## Exercise goal
From the entries below, copy out every line with "debug" in it.

Stored data
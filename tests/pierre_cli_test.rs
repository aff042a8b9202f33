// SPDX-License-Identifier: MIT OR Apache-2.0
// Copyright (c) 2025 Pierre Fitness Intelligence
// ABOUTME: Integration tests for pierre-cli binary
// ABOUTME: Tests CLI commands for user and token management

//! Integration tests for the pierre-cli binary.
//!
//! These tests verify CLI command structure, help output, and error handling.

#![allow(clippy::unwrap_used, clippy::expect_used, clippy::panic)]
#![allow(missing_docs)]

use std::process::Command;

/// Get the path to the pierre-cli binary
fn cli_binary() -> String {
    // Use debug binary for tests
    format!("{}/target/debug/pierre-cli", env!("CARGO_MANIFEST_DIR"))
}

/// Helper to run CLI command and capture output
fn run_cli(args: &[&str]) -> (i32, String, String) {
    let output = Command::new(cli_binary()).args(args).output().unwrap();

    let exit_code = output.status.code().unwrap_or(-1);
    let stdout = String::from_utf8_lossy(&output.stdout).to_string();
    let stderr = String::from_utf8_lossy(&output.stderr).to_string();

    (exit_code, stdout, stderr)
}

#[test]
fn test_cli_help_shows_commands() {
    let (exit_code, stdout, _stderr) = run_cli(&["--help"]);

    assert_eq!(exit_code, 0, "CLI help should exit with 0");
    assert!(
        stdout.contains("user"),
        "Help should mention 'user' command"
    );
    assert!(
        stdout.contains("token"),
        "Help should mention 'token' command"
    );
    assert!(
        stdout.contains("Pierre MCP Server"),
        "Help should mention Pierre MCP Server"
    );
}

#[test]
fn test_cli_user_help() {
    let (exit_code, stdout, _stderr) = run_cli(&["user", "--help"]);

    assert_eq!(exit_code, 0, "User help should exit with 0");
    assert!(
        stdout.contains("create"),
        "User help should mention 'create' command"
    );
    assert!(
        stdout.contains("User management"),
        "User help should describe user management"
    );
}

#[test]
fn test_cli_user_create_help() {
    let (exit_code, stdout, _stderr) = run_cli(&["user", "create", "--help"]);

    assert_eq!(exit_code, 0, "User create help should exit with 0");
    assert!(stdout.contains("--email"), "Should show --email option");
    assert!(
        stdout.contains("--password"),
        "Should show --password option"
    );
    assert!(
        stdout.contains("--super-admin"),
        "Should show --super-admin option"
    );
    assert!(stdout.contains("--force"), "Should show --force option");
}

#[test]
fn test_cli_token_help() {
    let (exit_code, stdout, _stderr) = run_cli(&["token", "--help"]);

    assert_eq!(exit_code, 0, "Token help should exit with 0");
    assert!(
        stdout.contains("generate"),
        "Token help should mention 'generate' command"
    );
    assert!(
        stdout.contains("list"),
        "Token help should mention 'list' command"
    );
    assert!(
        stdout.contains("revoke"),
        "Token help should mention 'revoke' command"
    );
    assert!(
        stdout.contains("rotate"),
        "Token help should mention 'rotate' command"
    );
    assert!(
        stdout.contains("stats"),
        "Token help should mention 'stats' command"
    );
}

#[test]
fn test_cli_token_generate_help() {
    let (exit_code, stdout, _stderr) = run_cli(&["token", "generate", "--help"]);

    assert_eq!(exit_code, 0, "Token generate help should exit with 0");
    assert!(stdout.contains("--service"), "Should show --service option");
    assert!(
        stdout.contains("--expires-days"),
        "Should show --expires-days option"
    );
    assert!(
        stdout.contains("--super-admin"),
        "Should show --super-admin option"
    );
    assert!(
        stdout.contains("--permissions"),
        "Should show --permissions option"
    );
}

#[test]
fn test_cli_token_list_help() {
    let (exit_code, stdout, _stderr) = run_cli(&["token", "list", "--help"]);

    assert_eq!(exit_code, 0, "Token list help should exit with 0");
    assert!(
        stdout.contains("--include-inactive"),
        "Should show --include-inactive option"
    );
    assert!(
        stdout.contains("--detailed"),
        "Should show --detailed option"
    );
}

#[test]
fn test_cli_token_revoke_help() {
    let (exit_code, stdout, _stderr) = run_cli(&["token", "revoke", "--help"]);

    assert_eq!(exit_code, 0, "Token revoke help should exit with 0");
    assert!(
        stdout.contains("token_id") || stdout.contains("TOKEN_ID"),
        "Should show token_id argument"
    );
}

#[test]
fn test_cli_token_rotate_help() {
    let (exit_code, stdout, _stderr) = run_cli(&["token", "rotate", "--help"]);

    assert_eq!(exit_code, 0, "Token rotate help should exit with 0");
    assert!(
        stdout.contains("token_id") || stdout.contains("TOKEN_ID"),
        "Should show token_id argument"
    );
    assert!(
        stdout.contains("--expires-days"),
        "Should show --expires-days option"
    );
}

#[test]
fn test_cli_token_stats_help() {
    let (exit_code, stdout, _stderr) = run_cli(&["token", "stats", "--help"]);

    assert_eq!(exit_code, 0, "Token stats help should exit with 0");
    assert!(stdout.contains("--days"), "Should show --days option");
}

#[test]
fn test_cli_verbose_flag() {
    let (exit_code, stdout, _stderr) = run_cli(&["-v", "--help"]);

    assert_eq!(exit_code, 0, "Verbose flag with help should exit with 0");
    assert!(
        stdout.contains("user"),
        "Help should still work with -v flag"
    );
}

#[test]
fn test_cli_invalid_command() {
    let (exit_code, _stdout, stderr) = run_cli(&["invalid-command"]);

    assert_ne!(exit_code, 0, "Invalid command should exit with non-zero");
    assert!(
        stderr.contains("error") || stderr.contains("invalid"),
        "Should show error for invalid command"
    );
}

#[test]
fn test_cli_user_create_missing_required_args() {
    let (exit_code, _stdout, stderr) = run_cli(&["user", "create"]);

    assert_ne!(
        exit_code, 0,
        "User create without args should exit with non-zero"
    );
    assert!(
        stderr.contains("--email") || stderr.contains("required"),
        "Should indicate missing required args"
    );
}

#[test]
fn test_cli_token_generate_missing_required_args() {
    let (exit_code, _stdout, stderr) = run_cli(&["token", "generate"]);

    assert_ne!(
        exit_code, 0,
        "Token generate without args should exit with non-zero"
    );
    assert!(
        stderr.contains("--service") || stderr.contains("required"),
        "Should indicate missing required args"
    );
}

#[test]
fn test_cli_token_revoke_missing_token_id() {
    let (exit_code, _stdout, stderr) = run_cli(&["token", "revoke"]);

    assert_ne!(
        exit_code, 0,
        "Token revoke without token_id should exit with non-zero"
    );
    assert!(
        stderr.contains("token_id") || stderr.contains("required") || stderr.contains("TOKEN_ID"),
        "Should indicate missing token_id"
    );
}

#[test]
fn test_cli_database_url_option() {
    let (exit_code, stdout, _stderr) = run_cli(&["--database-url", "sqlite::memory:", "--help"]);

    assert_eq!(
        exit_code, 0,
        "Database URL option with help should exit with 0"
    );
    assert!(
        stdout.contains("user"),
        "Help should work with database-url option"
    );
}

## Answer to this task
    // Use debug binary for tests
    format!("{}/target/debug/pierre-cli", env!("CARGO_MANIFEST_DIR"))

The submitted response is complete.